Note that when i encrypt the filename and directly decrypt it in memory the result is right. what am i missing like why is it being changed when saved on the hard disk. please reply asap and tnx in advance...

+2  A: 

First, determine whether the data is actually being altered when it is written to the disk. Have your program print out the string in these four places:

  1. Before encrypting it
  2. After encrypting it but before writing it to the disk
  3. After reading it from the disk but before decrypting it
  4. After decrypting it

Are the results from #2 and #3 the same?
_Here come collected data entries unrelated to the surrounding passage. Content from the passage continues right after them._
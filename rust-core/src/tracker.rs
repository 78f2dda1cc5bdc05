//! Whistle session state machine
//!
//! Turns one peak-frequency estimate per audio block into discrete whistle
//! events. A session starts on the first in-band peak, smooths its frequency
//! while peaks keep arriving, survives short dropouts, and ends once no peak
//! has been seen for longer than the grace period.

use crate::config::DetectorConfig;
use serde::{Deserialize, Serialize};

/// A completed whistle
#[derive(Debug, Clone, Copy, PartialEq, Serialize, Deserialize)]
pub struct WhistleEvent {
    /// Smoothed frequency at the end of the session
    pub frequency_hz: f32,

    /// Time from the first peak to the block that closed the session
    pub duration_ms: u32,
}

/// Receives completed whistle events
pub trait EventSink {
    fn on_whistle(&mut self, event: &WhistleEvent);
}

impl<F> EventSink for F
where
    F: FnMut(&WhistleEvent),
{
    fn on_whistle(&mut self, event: &WhistleEvent) {
        self(event)
    }
}

/// Mutable state of an active whistle
#[derive(Debug, Clone, Copy, PartialEq)]
pub struct WhistleSession {
    pub current_freq: f32,
    pub start_ms: u64,
    pub last_seen_ms: u64,
}

#[derive(Debug, Clone, Copy, PartialEq)]
pub enum TrackerState {
    Idle,
    Active(WhistleSession),
}

/// Timing and smoothing parameters for [`WhistleTracker`]
#[derive(Debug, Clone, Copy, PartialEq)]
pub struct TrackerConfig {
    pub min_duration_ms: u32,
    pub dropout_grace_ms: u32,
    pub smoothing: f32,
    pub max_frequency_jump: f32,
}

impl Default for TrackerConfig {
    fn default() -> Self {
        Self::from(&DetectorConfig::default())
    }
}

impl From<&DetectorConfig> for TrackerConfig {
    fn from(cfg: &DetectorConfig) -> Self {
        Self {
            min_duration_ms: cfg.min_duration_ms,
            dropout_grace_ms: cfg.dropout_grace_ms,
            smoothing: cfg.smoothing,
            max_frequency_jump: cfg.max_frequency_jump,
        }
    }
}

pub struct WhistleTracker {
    config: TrackerConfig,
    state: TrackerState,
}

impl WhistleTracker {
    pub fn new(config: TrackerConfig) -> Self {
        Self {
            config,
            state: TrackerState::Idle,
        }
    }

    /// Feed one block's peak estimate
    ///
    /// # Arguments
    /// * `peak` - Peak frequency in Hz, or `None` if the block had no whistle
    /// * `now_ms` - Monotonic timestamp of the block
    ///
    /// # Returns
    /// The completed whistle, if this block closed a session that lasted at
    /// least `min_duration_ms`
    pub fn update(&mut self, peak: Option<f32>, now_ms: u64) -> Option<WhistleEvent> {
        match (self.state, peak) {
            (TrackerState::Idle, Some(freq)) => {
                tracing::debug!(freq, now_ms, "whistle started");
                self.state = TrackerState::Active(WhistleSession {
                    current_freq: freq,
                    start_ms: now_ms,
                    last_seen_ms: now_ms,
                });
                None
            }

            (TrackerState::Active(mut session), Some(freq)) => {
                if (freq - session.current_freq).abs() < self.config.max_frequency_jump {
                    let a = self.config.smoothing;
                    session.current_freq = session.current_freq * a + freq * (1.0 - a);
                } else {
                    tracing::trace!(freq, current = session.current_freq, "frequency jump ignored");
                }
                session.last_seen_ms = now_ms;
                self.state = TrackerState::Active(session);
                None
            }

            (TrackerState::Active(session), None) => {
                let gap = now_ms.saturating_sub(session.last_seen_ms);
                if gap <= u64::from(self.config.dropout_grace_ms) {
                    return None;
                }

                self.state = TrackerState::Idle;

                let duration = now_ms.saturating_sub(session.start_ms);
                let duration_ms = u32::try_from(duration).unwrap_or(u32::MAX);

                if duration_ms >= self.config.min_duration_ms {
                    let event = WhistleEvent {
                        frequency_hz: session.current_freq,
                        duration_ms,
                    };
                    tracing::debug!(?event, "whistle ended");
                    Some(event)
                } else {
                    tracing::debug!(duration_ms, "whistle too short, discarded");
                    None
                }
            }

            (TrackerState::Idle, None) => None,
        }
    }

    pub fn state(&self) -> TrackerState {
        self.state
    }

    pub fn is_active(&self) -> bool {
        matches!(self.state, TrackerState::Active(_))
    }

    /// Smoothed frequency of the active session
    pub fn current_frequency(&self) -> Option<f32> {
        match self.state {
            TrackerState::Active(session) => Some(session.current_freq),
            TrackerState::Idle => None,
        }
    }

    /// Drop any active session without emitting an event
    pub fn reset(&mut self) {
        self.state = TrackerState::Idle;
    }

    pub fn config(&self) -> &TrackerConfig {
        &self.config
    }
}

#[cfg(test)]
mod tests {
    use super::*;

    const BLOCK_MS: u64 = 10;

    /// Feed `peak` every BLOCK_MS from `start` (inclusive) to `end` (exclusive)
    fn feed(
        tracker: &mut WhistleTracker,
        peak: Option<f32>,
        start: u64,
        end: u64,
        events: &mut Vec<WhistleEvent>,
    ) {
        let mut t = start;
        while t < end {
            events.extend(tracker.update(peak, t));
            t += BLOCK_MS;
        }
    }

    #[test]
    fn test_whistle_emits_single_event() {
        let mut tracker = WhistleTracker::new(TrackerConfig::default());
        let mut events = Vec::new();

        // Peaks at 0..=150 ms, closed by the silent block at 210 ms
        feed(&mut tracker, Some(1000.0), 0, 160, &mut events);
        feed(&mut tracker, None, 160, 400, &mut events);

        assert_eq!(events.len(), 1);
        let event = events[0];
        assert!((event.frequency_hz - 1000.0).abs() < 1e-3);
        assert_eq!(event.duration_ms, 210);
        assert!(!tracker.is_active());
    }

    #[test]
    fn test_short_whistle_is_discarded() {
        let mut tracker = WhistleTracker::new(TrackerConfig::default());
        let mut events = Vec::new();

        // Peaks at 0..=30 ms, closed at 90 ms
        feed(&mut tracker, Some(1000.0), 0, 40, &mut events);
        feed(&mut tracker, None, 40, 300, &mut events);

        assert!(events.is_empty());
        assert!(!tracker.is_active());
    }

    #[test]
    fn test_block_cadence_durations() {
        let mut tracker = WhistleTracker::new(TrackerConfig::default());

        // One 64 ms block of whistle closes at 64 ms, under the minimum
        assert_eq!(tracker.update(Some(1000.0), 0), None);
        assert_eq!(tracker.update(None, 64), None);
        assert!(!tracker.is_active());

        // Three blocks close at 192 ms
        for t in [1000, 1064, 1128] {
            assert_eq!(tracker.update(Some(1000.0), t), None);
        }
        let event = tracker.update(None, 1192).unwrap();
        assert_eq!(event.duration_ms, 192);
    }

    #[test]
    fn test_duration_runs_to_closing_block() {
        let mut tracker = WhistleTracker::new(TrackerConfig::default());

        assert_eq!(tracker.update(Some(1000.0), 0), None);
        assert_eq!(tracker.update(Some(1000.0), 100), None);

        let event = tracker.update(None, 151).unwrap();
        assert_eq!(event.duration_ms, 151);
    }

    #[test]
    fn test_grace_gap_lifts_whistle_over_minimum() {
        let mut tracker = WhistleTracker::new(TrackerConfig::default());
        let mut events = Vec::new();

        // Peaks at 0..=60 ms span only 60 ms, but the session closes at 120 ms
        feed(&mut tracker, Some(1000.0), 0, 70, &mut events);
        feed(&mut tracker, None, 70, 300, &mut events);

        assert_eq!(events.len(), 1);
        assert_eq!(events[0].duration_ms, 120);
    }

    #[test]
    fn test_smoothing_and_jump_rejection() {
        let mut tracker = WhistleTracker::new(TrackerConfig::default());

        tracker.update(Some(1000.0), 0);
        tracker.update(Some(1250.0), 10);
        assert_eq!(tracker.current_frequency(), Some(1000.0));

        tracker.update(Some(1100.0), 20);
        let freq = tracker.current_frequency().unwrap();
        assert!((freq - 1030.0).abs() < 1e-3);
    }

    #[test]
    fn test_jump_still_refreshes_last_seen() {
        let mut tracker = WhistleTracker::new(TrackerConfig::default());

        tracker.update(Some(1000.0), 0);
        tracker.update(Some(3000.0), 40);

        match tracker.state() {
            TrackerState::Active(session) => {
                assert_eq!(session.last_seen_ms, 40);
                assert_eq!(session.current_freq, 1000.0);
            }
            TrackerState::Idle => panic!("session should be active"),
        }

        // 50 ms after the rejected reading, still within grace
        assert_eq!(tracker.update(None, 90), None);
        assert!(tracker.is_active());
    }

    #[test]
    fn test_short_dropout_keeps_session() {
        let mut tracker = WhistleTracker::new(TrackerConfig::default());

        tracker.update(Some(1000.0), 0);
        tracker.update(Some(1000.0), 100);

        // Exactly 50 ms gap is within the grace period
        assert_eq!(tracker.update(None, 130), None);
        assert_eq!(tracker.update(None, 150), None);
        assert!(tracker.is_active());

        tracker.update(Some(1000.0), 160);
        assert_eq!(tracker.update(None, 210), None);
        assert!(tracker.is_active());

        let event = tracker.update(None, 211).unwrap();
        assert_eq!(event.duration_ms, 211);
        assert!(!tracker.is_active());
    }

    #[test]
    fn test_idle_silence_never_emits() {
        let mut tracker = WhistleTracker::new(TrackerConfig::default());
        for t in 0..1000 {
            assert_eq!(tracker.update(None, t * 64), None);
        }
        assert_eq!(tracker.state(), TrackerState::Idle);
    }

    #[test]
    fn test_clock_rollback_reads_as_no_elapsed_time() {
        let mut tracker = WhistleTracker::new(TrackerConfig::default());

        tracker.update(Some(1000.0), 10_000);
        assert_eq!(tracker.update(None, 5_000), None);
        assert!(tracker.is_active());
    }

    #[test]
    fn test_new_session_after_event() {
        let mut tracker = WhistleTracker::new(TrackerConfig::default());
        let mut events = Vec::new();

        feed(&mut tracker, Some(1000.0), 0, 200, &mut events);
        feed(&mut tracker, None, 200, 300, &mut events);
        feed(&mut tracker, Some(2000.0), 300, 500, &mut events);
        feed(&mut tracker, None, 500, 600, &mut events);

        assert_eq!(events.len(), 2);
        assert!((events[0].frequency_hz - 1000.0).abs() < 1e-3);
        assert!((events[1].frequency_hz - 2000.0).abs() < 1e-3);
    }

    #[test]
    fn test_reset_drops_session() {
        let mut tracker = WhistleTracker::new(TrackerConfig::default());

        tracker.update(Some(1000.0), 0);
        tracker.update(Some(1000.0), 500);
        tracker.reset();

        assert_eq!(tracker.update(None, 1000), None);
        assert_eq!(tracker.current_frequency(), None);
    }

    #[test]
    fn test_closure_sink() {
        let mut received = Vec::new();
        {
            let mut sink = |event: &WhistleEvent| received.push(*event);
            sink.on_whistle(&WhistleEvent {
                frequency_hz: 1500.0,
                duration_ms: 120,
            });
        }
        assert_eq!(received.len(), 1);
    }
}
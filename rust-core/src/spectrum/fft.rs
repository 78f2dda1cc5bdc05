//! FFT engine using realfft for real-valued signals
//!
//! Plans once and owns all working buffers so per-block analysis never allocates

use crate::error::{ConfigError, DetectorError};
use num_complex::Complex;
use realfft::{RealFftPlanner, RealToComplex};
use std::sync::Arc;

/// FFT engine for real-valued signals
pub struct FftEngine {
    /// FFT size (number of samples)
    fft_size: usize,

    /// Real FFT processor
    r2c: Arc<dyn RealToComplex<f32>>,

    /// Reusable input buffer (realfft uses it as scratch)
    input_buffer: Vec<f32>,

    /// Reusable output buffer (complex spectrum)
    output_buffer: Vec<Complex<f32>>,

    /// Magnitude of the last computed spectrum
    magnitude_buffer: Vec<f32>,
}

impl FftEngine {
    /// Create new FFT engine
    ///
    /// # Arguments
    /// * `fft_size` - FFT size, a power of two >= 2
    pub fn new(fft_size: usize) -> Result<Self, ConfigError> {
        crate::config::validate_block_size(fft_size)?;

        let mut planner = RealFftPlanner::<f32>::new();
        let r2c = planner.plan_fft_forward(fft_size);

        let input_buffer = r2c.make_input_vec();
        let output_buffer = r2c.make_output_vec();
        let magnitude_buffer = vec![0.0; output_buffer.len()];

        Ok(Self {
            fft_size,
            r2c,
            input_buffer,
            output_buffer,
            magnitude_buffer,
        })
    }

    /// Compute FFT and return magnitude spectrum
    ///
    /// # Arguments
    /// * `signal` - Windowed input (zero-padded or truncated to fft_size)
    ///
    /// # Returns
    /// Magnitude spectrum |X[k]| for k = 0..=fft_size/2
    pub fn compute_magnitude(&mut self, signal: &[f32]) -> Result<&[f32], DetectorError> {
        let copy_len = signal.len().min(self.fft_size);
        self.input_buffer[..copy_len].copy_from_slice(&signal[..copy_len]);
        self.input_buffer[copy_len..].fill(0.0);

        self.r2c.process(&mut self.input_buffer, &mut self.output_buffer)?;

        for (mag, c) in self.magnitude_buffer.iter_mut().zip(&self.output_buffer) {
            *mag = c.norm();
        }

        Ok(&self.magnitude_buffer)
    }

    /// Get FFT size
    pub fn fft_size(&self) -> usize {
        self.fft_size
    }

    /// Get number of frequency bins (fft_size/2 + 1 for real FFT)
    pub fn num_bins(&self) -> usize {
        self.fft_size / 2 + 1
    }

    /// Convert bin index to Hz
    pub fn bin_to_hz(&self, bin: usize, sample_rate: u32) -> f32 {
        bin as f32 * sample_rate as f32 / self.fft_size as f32
    }
}
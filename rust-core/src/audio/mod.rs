//! Audio acquisition: block sources, capture and timestamps

pub mod buffer;
pub mod clock;
pub mod input;
pub mod source;

pub use buffer::AudioRingBuffer;
pub use clock::{Clock, MonotonicClock, SampleClock};
pub use input::{list_input_devices, AudioDeviceInfo, MicrophoneSource};
pub use source::{AudioSource, PcmSource};
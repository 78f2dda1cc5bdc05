//! Listen on a microphone and print every whistle detected

use anyhow::{Context, Result};
use clap::Parser;
use std::path::PathBuf;
use tracing_subscriber::EnvFilter;
use whistle_detector::audio::{list_input_devices, MicrophoneSource, MonotonicClock};
use whistle_detector::{DetectorConfig, WhistleDetector, WhistleEvent};

#[derive(Debug, Parser)]
#[command(name = "whistle-listen", about = "Detect whistles on an audio input device")]
struct Args {
    /// List input devices and exit
    #[arg(long)]
    list_devices: bool,

    /// Input device name (default device if omitted)
    #[arg(long, env = "WHISTLE_DEVICE")]
    device: Option<String>,

    /// JSON file with detector settings; flags below override it
    #[arg(long, env = "WHISTLE_CONFIG")]
    config: Option<PathBuf>,

    /// Print events as JSON lines
    #[arg(long)]
    json: bool,

    /// Capture buffer length in ms
    #[arg(long, default_value_t = 2000)]
    buffer_ms: u32,

    #[arg(long)]
    sample_rate: Option<u32>,

    /// Samples per analysis block (power of two)
    #[arg(long)]
    block_size: Option<usize>,

    /// Lower edge of the whistle band in Hz
    #[arg(long)]
    min_freq: Option<f32>,

    /// Upper edge of the whistle band in Hz
    #[arg(long)]
    max_freq: Option<f32>,

    /// FFT magnitude a peak must exceed
    #[arg(long)]
    min_magnitude: Option<f32>,

    /// Shortest reported whistle in ms
    #[arg(long)]
    min_duration_ms: Option<u32>,

    /// Silence tolerated inside a whistle in ms
    #[arg(long)]
    dropout_grace_ms: Option<u32>,

    /// Weight of the previous frequency estimate (0..1)
    #[arg(long)]
    smoothing: Option<f32>,

    /// Frequency jump (Hz) above which readings are not smoothed in
    #[arg(long)]
    max_jump: Option<f32>,
}

impl Args {
    fn detector_config(&self) -> Result<DetectorConfig> {
        let mut config = match &self.config {
            Some(path) => {
                let text = std::fs::read_to_string(path)
                    .with_context(|| format!("reading {}", path.display()))?;
                serde_json::from_str(&text)
                    .with_context(|| format!("parsing {}", path.display()))?
            }
            None => DetectorConfig::default(),
        };

        if let Some(v) = self.sample_rate {
            config.sample_rate = v;
        }
        if let Some(v) = self.block_size {
            config.block_size = v;
        }
        if let Some(v) = self.min_freq {
            config.min_whistle_freq = v;
        }
        if let Some(v) = self.max_freq {
            config.max_whistle_freq = v;
        }
        if let Some(v) = self.min_magnitude {
            config.min_magnitude = v;
        }
        if let Some(v) = self.min_duration_ms {
            config.min_duration_ms = v;
        }
        if let Some(v) = self.dropout_grace_ms {
            config.dropout_grace_ms = v;
        }
        if let Some(v) = self.smoothing {
            config.smoothing = v;
        }
        if let Some(v) = self.max_jump {
            config.max_frequency_jump = v;
        }

        config.validate()?;
        Ok(config)
    }
}

fn print_event(event: &WhistleEvent, json: bool) {
    if json {
        match serde_json::to_string(event) {
            Ok(line) => println!("{line}"),
            Err(err) => tracing::warn!(%err, "failed to encode event"),
        }
    } else {
        println!(
            "whistle: {:.1} Hz for {} ms",
            event.frequency_hz, event.duration_ms
        );
    }
}

fn main() -> Result<()> {
    tracing_subscriber::fmt()
        .with_env_filter(
            EnvFilter::try_from_default_env().unwrap_or_else(|_| EnvFilter::new("info")),
        )
        .with_writer(std::io::stderr)
        .init();

    let args = Args::parse();

    if args.list_devices {
        for device in list_input_devices()? {
            println!(
                "{} ({} Hz, {} ch)",
                device.name, device.sample_rate, device.channels
            );
        }
        return Ok(());
    }

    let config = args.detector_config()?;
    let capacity = (config.sample_rate as usize * args.buffer_ms as usize / 1000)
        .max(config.block_size * 2);

    let source = match &args.device {
        Some(name) => MicrophoneSource::from_device_name(name, config.sample_rate, capacity),
        None => MicrophoneSource::from_default_device(config.sample_rate, capacity),
    }
    .context("opening audio input")?;
    source.start().context("starting audio input")?;

    let device = source.device_info();
    tracing::info!(
        device = %device.name,
        channels = device.channels,
        "listening for whistles"
    );

    let mut detector = WhistleDetector::new(config, source, MonotonicClock::new())?;
    let json = args.json;
    detector.set_callback(move |event: &WhistleEvent| print_event(event, json));

    detector.run().context("whistle detection stopped")?;
    Ok(())
}
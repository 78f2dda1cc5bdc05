//! Lock-free ring buffer for captured samples
//!
//! Carries 16-bit PCM from the capture callback thread to the detection loop

use ringbuf::{HeapConsumer, HeapProducer, HeapRb};
use std::sync::atomic::{AtomicU64, Ordering};
use std::sync::Arc;

/// Single-producer single-consumer sample ring buffer
pub struct AudioRingBuffer {
    producer: HeapProducer<i16>,
    consumer: HeapConsumer<i16>,
}

impl AudioRingBuffer {
    /// Create new ring buffer with given capacity in samples
    pub fn new(capacity: usize) -> Self {
        let rb = HeapRb::<i16>::new(capacity);
        let (producer, consumer) = rb.split();

        Self { producer, consumer }
    }

    /// Split into producer and consumer ends
    pub fn split(self) -> (AudioProducer, AudioConsumer) {
        let dropped = Arc::new(AtomicU64::new(0));
        (
            AudioProducer {
                producer: self.producer,
                dropped: Arc::clone(&dropped),
            },
            AudioConsumer {
                consumer: self.consumer,
                dropped,
                dropped_seen: 0,
            },
        )
    }
}

/// Producer end, owned by the capture callback
pub struct AudioProducer {
    producer: HeapProducer<i16>,
    dropped: Arc<AtomicU64>,
}

impl AudioProducer {
    /// Write samples to buffer
    ///
    /// # Returns
    /// Number of samples written. Samples that do not fit are dropped and counted.
    pub fn write(&mut self, samples: &[i16]) -> usize {
        let written = self.producer.push_slice(samples);
        if written < samples.len() {
            self.dropped
                .fetch_add((samples.len() - written) as u64, Ordering::Relaxed);
        }
        written
    }
}

/// Consumer end, owned by the detection loop
pub struct AudioConsumer {
    consumer: HeapConsumer<i16>,
    dropped: Arc<AtomicU64>,
    dropped_seen: u64,
}

impl AudioConsumer {
    /// Read up to `buffer.len()` samples
    ///
    /// # Returns
    /// Number of samples actually read
    pub fn read(&mut self, buffer: &mut [i16]) -> usize {
        self.consumer.pop_slice(buffer)
    }

    /// Samples dropped on overflow since the last call
    pub fn take_dropped(&mut self) -> u64 {
        let total = self.dropped.load(Ordering::Relaxed);
        let new = total - self.dropped_seen;
        self.dropped_seen = total;
        new
    }

    pub fn is_empty(&self) -> bool {
        self.consumer.is_empty()
    }
}
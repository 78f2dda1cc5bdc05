//! Microphone capture using cpal
//!
//! Captures the first channel of an input device at the detector's sample
//! rate and hands it to the detection loop as fixed-size 16-bit blocks.

use super::buffer::{AudioConsumer, AudioProducer, AudioRingBuffer};
use super::source::AudioSource;
use crate::error::AudioError;
use cpal::traits::{DeviceTrait, HostTrait, StreamTrait};
use cpal::{
    Device, FromSample, Sample, SampleFormat, SampleRate, SizedSample, Stream, StreamConfig,
    SupportedStreamConfig,
};
use std::sync::{Arc, Mutex};
use std::time::Duration;

/// How long `read_block` sleeps when the ring buffer is empty
const POLL_INTERVAL: Duration = Duration::from_micros(500);

/// Audio input device information
#[derive(Debug, Clone)]
pub struct AudioDeviceInfo {
    pub name: String,
    pub sample_rate: u32,
    pub channels: u16,
}

/// First error reported by a stream's error callback
type FailureSlot = Arc<Mutex<Option<String>>>;

/// Detection-loop side of a capture stream
///
/// Assembles fixed-size blocks from the ring buffer and surfaces errors the
/// audio thread latched into the failure slot.
struct CaptureReader {
    consumer: AudioConsumer,
    failure: FailureSlot,
}

impl CaptureReader {
    fn new(consumer: AudioConsumer, failure: FailureSlot) -> Self {
        Self { consumer, failure }
    }

    /// Block until `block` is full or the stream has failed
    ///
    /// # Returns
    /// Samples dropped on overflow since the previous fill
    fn fill(&mut self, block: &mut [i16]) -> Result<u64, AudioError> {
        let mut filled = 0;
        while filled < block.len() {
            self.check_stream()?;

            if self.consumer.is_empty() {
                std::thread::sleep(POLL_INTERVAL);
                continue;
            }
            filled += self.consumer.read(&mut block[filled..]);
        }

        Ok(self.consumer.take_dropped())
    }

    fn check_stream(&self) -> Result<(), AudioError> {
        let slot = self
            .failure
            .lock()
            .map_err(|_| AudioError::Stream("capture state poisoned".to_string()))?;

        match slot.as_ref() {
            Some(message) => Err(AudioError::Stream(message.clone())),
            None => Ok(()),
        }
    }
}

/// Live microphone source
pub struct MicrophoneSource {
    stream: Stream,
    reader: CaptureReader,
    device_info: AudioDeviceInfo,
}

impl MicrophoneSource {
    /// Open the default input device
    ///
    /// # Arguments
    /// * `sample_rate` - Required capture rate in Hz
    /// * `capacity` - Ring buffer capacity in samples
    pub fn from_default_device(sample_rate: u32, capacity: usize) -> Result<Self, AudioError> {
        let host = cpal::default_host();
        let device = host.default_input_device().ok_or(AudioError::NoDevice)?;

        Self::from_device(device, sample_rate, capacity)
    }

    /// Open the input device with the given name
    pub fn from_device_name(
        name: &str,
        sample_rate: u32,
        capacity: usize,
    ) -> Result<Self, AudioError> {
        let host = cpal::default_host();
        let mut devices = host
            .input_devices()
            .map_err(|e| AudioError::DeviceName(e.to_string()))?;

        let device = devices
            .find(|d| d.name().map(|n| n == name).unwrap_or(false))
            .ok_or_else(|| AudioError::DeviceNotFound(name.to_string()))?;

        Self::from_device(device, sample_rate, capacity)
    }

    /// Open a specific device. The stream is built paused; call [`start`](Self::start).
    pub fn from_device(device: Device, sample_rate: u32, capacity: usize) -> Result<Self, AudioError> {
        let name = device
            .name()
            .map_err(|e| AudioError::DeviceName(e.to_string()))?;

        let supported = select_config(&device, sample_rate)?;
        let stream_config: StreamConfig = supported.config();

        let device_info = AudioDeviceInfo {
            name,
            sample_rate,
            channels: stream_config.channels,
        };

        let (producer, consumer) = AudioRingBuffer::new(capacity).split();
        let failure = Arc::new(Mutex::new(None));

        let stream = match supported.sample_format() {
            SampleFormat::I16 => {
                build_capture_stream::<i16>(&device, &stream_config, producer, Arc::clone(&failure))
            }
            SampleFormat::F32 => {
                build_capture_stream::<f32>(&device, &stream_config, producer, Arc::clone(&failure))
            }
            other => Err(AudioError::UnsupportedFormat(format!("{other:?}"))),
        }?;

        tracing::info!(
            device = %device_info.name,
            sample_rate,
            channels = device_info.channels,
            format = ?supported.sample_format(),
            "input stream ready"
        );

        Ok(Self {
            stream,
            reader: CaptureReader::new(consumer, failure),
            device_info,
        })
    }

    /// Start capturing audio
    pub fn start(&self) -> Result<(), AudioError> {
        self.stream
            .play()
            .map_err(|e| AudioError::PlayStream(e.to_string()))
    }

    /// Get device information
    pub fn device_info(&self) -> &AudioDeviceInfo {
        &self.device_info
    }
}

impl AudioSource for MicrophoneSource {
    fn sample_rate(&self) -> u32 {
        self.device_info.sample_rate
    }

    fn read_block(&mut self, block: &mut [i16]) -> Result<(), AudioError> {
        let dropped = self.reader.fill(block)?;
        if dropped > 0 {
            tracing::warn!(dropped, "capture buffer overflowed, samples dropped");
        }

        Ok(())
    }
}

/// Pick a 16-bit or float input configuration supporting `sample_rate`
fn select_config(device: &Device, sample_rate: u32) -> Result<SupportedStreamConfig, AudioError> {
    let ranges = device
        .supported_input_configs()
        .map_err(|e| AudioError::DeviceConfig(e.to_string()))?;

    let mut candidates: Vec<_> = ranges
        .filter(|r| r.min_sample_rate().0 <= sample_rate && sample_rate <= r.max_sample_rate().0)
        .filter(|r| matches!(r.sample_format(), SampleFormat::I16 | SampleFormat::F32))
        .collect();

    // Native 16-bit first, then fewest channels
    candidates.sort_by_key(|r| (r.sample_format() != SampleFormat::I16, r.channels()));

    candidates
        .into_iter()
        .next()
        .map(|r| r.with_sample_rate(SampleRate(sample_rate)))
        .ok_or(AudioError::UnsupportedSampleRate(sample_rate))
}

fn build_capture_stream<T>(
    device: &Device,
    config: &StreamConfig,
    mut producer: AudioProducer,
    failure: FailureSlot,
) -> Result<Stream, AudioError>
where
    T: SizedSample,
    i16: FromSample<T>,
{
    let channels = usize::from(config.channels.max(1));
    let mut mono: Vec<i16> = Vec::new();

    device
        .build_input_stream(
            config,
            move |data: &[T], _: &cpal::InputCallbackInfo| {
                // Left channel only
                mono.clear();
                mono.extend(data.chunks(channels).map(|frame| i16::from_sample(frame[0])));
                producer.write(&mono);
            },
            move |err| {
                tracing::error!(%err, "audio input error");
                if let Ok(mut slot) = failure.lock() {
                    slot.get_or_insert_with(|| err.to_string());
                }
            },
            None,
        )
        .map_err(|e| AudioError::BuildStream(e.to_string()))
}

/// List available audio input devices
pub fn list_input_devices() -> Result<Vec<AudioDeviceInfo>, AudioError> {
    let host = cpal::default_host();
    let mut devices = Vec::new();

    let device_iter = host
        .input_devices()
        .map_err(|e| AudioError::DeviceName(e.to_string()))?;

    for device in device_iter {
        if let Ok(name) = device.name() {
            if let Ok(config) = device.default_input_config() {
                devices.push(AudioDeviceInfo {
                    name,
                    sample_rate: config.sample_rate().0,
                    channels: config.channels(),
                });
            }
        }
    }

    Ok(devices)
}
If so, then the file is not being changed during the transfer to disk and back.

If #2 and #3 are different, try writing the unencrypted string to disk and reading it back out. Does this work successfully?

Write only a single such structure to a file and examine the contents of the file in a hex editor. What does the file look like while it is on the disk?

Post your write-to-disk and read-from-disk code as well, part of the problem may lie there.

bta
+2  A: 

You must open the file in binary mode. If you use C I/O (like I normally do) this means

FILE *input_file = fopen(input_file_name, "rb");
FILE *output_file = fopen(output_file_name, "wb");

If instead you've been tricked into using C++ streams this means

std::ifstream input_file(input_file_name, ios::in | ios::binary);
std::ofstream output_file(output_file_name, ios::out | ios::binary);
6502
+1  A: 

Note that you need to open the files in binary mode ("rb"/"wb" instead of "r"/"w" for fopen). Windows C implementations in particular have problems regarding \n<->\r\n conversion.

It is also a good idea to use unsigned chars for arithmetic and bitwise operations; anything but 8-bit two's complement signed chars might cause trouble (which, granted, most implementations use and might not cause any trouble with symmetric XOR encryption, but it's still good to be careful.)